EXERCISE DIRECTIONS: The line bearing "pub mod config;", together with all lines after it to the end of the material, should be repeated exactly; leave out everything else.

THE DATA:
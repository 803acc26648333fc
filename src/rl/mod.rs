//! Q-learning infrastructure for the Snake game
//!
//! Provides:
//! - 11-feature indicator-vector state encoding
//! - Bounded replay memory with uniform sampling
//! - A small feedforward Q-value approximator
//! - Bellman-target computation and the Adam gradient step
//! - The epsilon-greedy agent tying it all together

pub mod agent;
pub mod backend;
pub mod buffer;
pub mod config;
pub mod environment;
pub mod network;
pub mod observation;
pub mod trainer;

pub use agent::DqnAgent;
pub use backend::{default_device, InferenceBackend, TrainingBackend};
pub use buffer::{ReplayMemory, Transition};
pub use config::DqnConfig;
pub use environment::SnakeEnvironment;
pub use network::{QNetwork, QNetworkConfig};
pub use observation::{encode_state, to_tensor, StateVec, STATE_DIM};
pub use trainer::QTrainer;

RESULT OF THE EXERCISE:
pub mod config;
pub mod environment;
pub mod network;
pub mod observation;
pub mod trainer;

pub use agent::DqnAgent;
pub use backend::{default_device, InferenceBackend, TrainingBackend};
pub use buffer::{ReplayMemory, Transition};
pub use config::DqnConfig;
pub use environment::SnakeEnvironment;
pub use network::{QNetwork, QNetworkConfig};
pub use observation::{encode_state, to_tensor, StateVec, STATE_DIM};
pub use trainer::QTrainer;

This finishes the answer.